'''

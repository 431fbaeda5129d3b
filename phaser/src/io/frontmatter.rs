//! Minimal YAML-style frontmatter for phase files.
//!
//! Phase instructions are opaque text, but a phase may declare simple
//! `key: value` metadata (currently `kind`) between `---` fences at the top.

use std::collections::BTreeMap;

/// Frontmatter fields plus the remaining document body.
#[derive(Debug, Clone, Default, PartialEq, Eq)]
pub struct Document<'a> {
    pub fields: BTreeMap<String, String>,
    pub body: &'a str,
}

impl Document<'_> {
    pub fn get(&self, key: &str) -> Option<&str> {
        self.fields.get(key).map(String::as_str)
    }
}

/// Split `contents` into frontmatter fields and body. Documents without a
/// well-formed fence are returned whole as the body.
pub fn parse(contents: &str) -> Document<'_> {
    let Some((frontmatter, body)) = split_frontmatter(contents) else {
        return Document {
            fields: BTreeMap::new(),
            body: contents,
        };
    };
    let mut fields = BTreeMap::new();
    for line in frontmatter.lines() {
        let trimmed = line.trim();
        if trimmed.is_empty() || trimmed.starts_with('#') {
            continue;
        }
        let Some((key, value)) = trimmed.split_once(':') else {
            continue;
        };
        let value = unquote(value.trim());
        if !value.is_empty() {
            fields.insert(key.trim().to_string(), value.to_string());
        }
    }
    Document { fields, body }
}

fn unquote(value: &str) -> &str {
    if value.len() >= 2
        && ((value.starts_with('"') && value.ends_with('"'))
            || (value.starts_with('\'') && value.ends_with('\'')))
    {
        return &value[1..value.len() - 1];
    }
    value
}

fn split_frontmatter(contents: &str) -> Option<(&str, &str)> {
    let rest = contents
        .strip_prefix("---\n")
        .or_else(|| contents.strip_prefix("---\r\n"))?;
    let mut offset = 0;
    for line in rest.split_inclusive('\n') {
        if line.trim_end() == "---" {
            let frontmatter = &rest[..offset];
            let body = rest[offset + line.len()..].trim_start_matches(['\n', '\r']);
            return Some((frontmatter, body));
        }
        offset += line.len();
    }
    None
}

#[cfg(test)]
mod tests {
    use super::*;

    #[test]
    fn parses_fields_and_body() {
        let doc = parse("---\nkind: test-authoring\ntitle: \"Write tests\"\n---\n\nDo the thing.\n");
        assert_eq!(doc.get("kind"), Some("test-authoring"));
        assert_eq!(doc.get("title"), Some("Write tests"));
        assert_eq!(doc.body, "Do the thing.\n");
    }

    #[test]
    fn missing_frontmatter_returns_whole_body() {
        let doc = parse("# Phase\n\nkind: not frontmatter\n");
        assert!(doc.fields.is_empty());
        assert_eq!(doc.body, "# Phase\n\nkind: not frontmatter\n");
    }

    #[test]
    fn unterminated_fence_is_body() {
        let doc = parse("---\nkind: standard\nno closing fence\n");
        assert!(doc.fields.is_empty());
        assert!(doc.body.starts_with("---"));
    }
}
//! Run-progress invariants not expressible via serde alone.

use std::collections::HashSet;

/// Check progress invariants:
/// - completed phase ids are unique and non-empty
/// - the current phase, if set, is not already completed
pub fn validate_progress(completed: &[String], current: Option<&str>) -> Vec<String> {
    let mut errors = Vec::new();
    let mut seen = HashSet::new();
    for id in completed {
        if id.trim().is_empty() {
            errors.push("completed_phases contains an empty id".to_string());
            continue;
        }
        if !seen.insert(id.as_str()) {
            errors.push(format!("duplicate completed phase '{id}'"));
        }
    }
    if let Some(current) = current
        && seen.contains(current)
    {
        errors.push(format!(
            "current_phase '{current}' is already in completed_phases"
        ));
    }
    errors
}
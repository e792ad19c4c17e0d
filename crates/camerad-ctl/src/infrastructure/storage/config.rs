//! TOML-based configuration for the control client.
//!
//! The configuration file lists the controller hosts and a few camera
//! defaults:
//!
//! ```toml
//! [camera]
//! default_acf = "/data/acf/science.acf"
//!
//! [[hosts]]
//! name = "camera1"
//! address = "192.168.1.3"
//! port = 62018
//!
//! [[hosts]]
//! name = "camera2"
//! address = "192.168.1.4"
//! port = 62018
//! ```
//!
//! Fields annotated with `#[serde(default = "some_fn")]` use the return
//! value of `some_fn()` when absent from the file, so the client works on
//! first run (no file at all falls back to a single localhost entry) and
//! with older files missing newer fields.

use std::path::{Path, PathBuf};

use serde::Deserialize;
use thiserror::Error;

use crate::infrastructure::network::HostEntry;

/// Error type for configuration file operations.
#[derive(Debug, Error)]
pub enum ConfigError {
    /// A file system I/O error occurred.
    #[error("I/O error accessing config at {path}: {source}")]
    Io {
        path: PathBuf,
        #[source]
        source: std::io::Error,
    },

    /// The TOML content could not be parsed.
    #[error("failed to parse config TOML: {0}")]
    Parse(#[from] toml::de::Error),

    /// The host list parsed but is unusable.
    #[error("config lists no hosts")]
    NoHosts,
}

// ── Config schema types ───────────────────────────────────────────────────────

/// Top-level client configuration read from disk.  The client never writes
/// the file back; operators edit it by hand.
#[derive(Debug, Clone, Deserialize, PartialEq)]
pub struct ClientConfig {
    #[serde(default)]
    pub camera: CameraDefaults,
    #[serde(default = "default_hosts")]
    pub hosts: Vec<HostConfigEntry>,
}

/// Camera-wide defaults applied at session start.
#[derive(Debug, Clone, Deserialize, PartialEq)]
pub struct CameraDefaults {
    /// ACF firmware file loaded by a bare `load` command, if the
    /// controllers should not use their built-in default.
    #[serde(default)]
    pub default_acf: Option<PathBuf>,
    /// `tracing` log level used when `RUST_LOG` is unset.
    #[serde(default = "default_log_level")]
    pub log_level: String,
}

impl Default for CameraDefaults {
    fn default() -> Self {
        Self {
            default_acf: None,
            log_level: default_log_level(),
        }
    }
}

/// One controller host entry.
#[derive(Debug, Clone, Deserialize, PartialEq)]
pub struct HostConfigEntry {
    /// Human-readable camera name, also the broadcast reply label.
    pub name: String,
    /// IP address or DNS name of the controller daemon.
    pub address: String,
    /// TCP port of the controller's blocking command socket.
    #[serde(default = "default_port")]
    pub port: u16,
}

// ── Default helpers ───────────────────────────────────────────────────────────

fn default_log_level() -> String {
    "info".to_string()
}

fn default_port() -> u16 {
    3031
}

fn default_hosts() -> Vec<HostConfigEntry> {
    vec![HostConfigEntry {
        name: "localhost".to_string(),
        address: "127.0.0.1".to_string(),
        port: default_port(),
    }]
}

impl Default for ClientConfig {
    fn default() -> Self {
        Self {
            camera: CameraDefaults::default(),
            hosts: default_hosts(),
        }
    }
}

impl ClientConfig {
    /// Converts the configured hosts into the network layer's entries,
    /// preserving file order.
    pub fn host_entries(&self) -> Vec<HostEntry> {
        self.hosts
            .iter()
            .map(|h| HostEntry {
                name: h.name.clone(),
                address: h.address.clone(),
                port: h.port,
            })
            .collect()
    }
}

/// Parses a configuration from TOML text.
pub fn parse(text: &str) -> Result<ClientConfig, ConfigError> {
    let config: ClientConfig = toml::from_str(text)?;
    if config.hosts.is_empty() {
        return Err(ConfigError::NoHosts);
    }
    Ok(config)
}

/// Loads the configuration file at `path`, or the built-in defaults when
/// `path` is `None`.  A missing explicit file is an error; only the
/// implicit default tolerates absence.
pub fn load_or_default(path: Option<&Path>) -> Result<ClientConfig, ConfigError> {
    match path {
        Some(path) => {
            let text = std::fs::read_to_string(path).map_err(|source| ConfigError::Io {
                path: path.to_path_buf(),
                source,
            })?;
            parse(&text)
        }
        None => Ok(ClientConfig::default()),
    }
}

// ── Tests ─────────────────────────────────────────────────────────────────────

'''

#### [INSTRUCTIONS TO FOLLOW]
Every line in the data above that contains the word "push" should be copied.

#### [RESPONSE AREA]
            errors.push("completed_phases contains an empty id".to_string());
            errors.push(format!("duplicate completed phase '{id}'"));
        errors.push(format!(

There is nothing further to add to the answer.